Work item — Copy out all lines of the material below in which "ExecutionError" occurs.

Recorded information —
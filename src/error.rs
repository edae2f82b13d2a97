use std::path::PathBuf;

use thiserror::Error;

/// Top-level error type for the simulator
#[derive(Error, Debug)]
pub enum SimulatorError {
    #[error("Failed to load memory image: {0}")]
    ImageLoadError(#[from] ImageError),

    #[error("CPU execution error: {0}")]
    ExecutionError(#[from] ExecutionError),

    #[error("Memory error: {0}")]
    MemoryError(#[from] MemoryError),

    #[error("IO error: {0}")]
    IoError(#[from] std::io::Error),

    #[error("Invalid configuration: {0}")]
    ConfigError(String),
}

/// Errors related to memory image files
#[derive(Error, Debug)]
pub enum ImageError {
    #[error("Failed to read image file '{0}': {1}")]
    FileReadError(PathBuf, #[source] std::io::Error),

    #[error("Invalid hex byte '{1}' at line {2} of '{0}'")]
    ParseError(PathBuf, String, usize),
}

/// Errors related to CPU execution
#[derive(Error, Debug)]
pub enum ExecutionError {
    #[error("Execution limit reached: {0} cycles")]
    ExecutionLimitReached(i32),
}

/// Errors related to memory operations
#[derive(Error, Debug)]
pub enum MemoryError {
    #[error("Word access out of bounds at address {0:#010x}")]
    AddressOutOfBounds(u32),
}

/// Type alias for Result with SimulatorError
pub type SimulatorResult<T> = Result<T, SimulatorError>;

Solution —
    ExecutionError(#[from] ExecutionError),
pub enum ExecutionError {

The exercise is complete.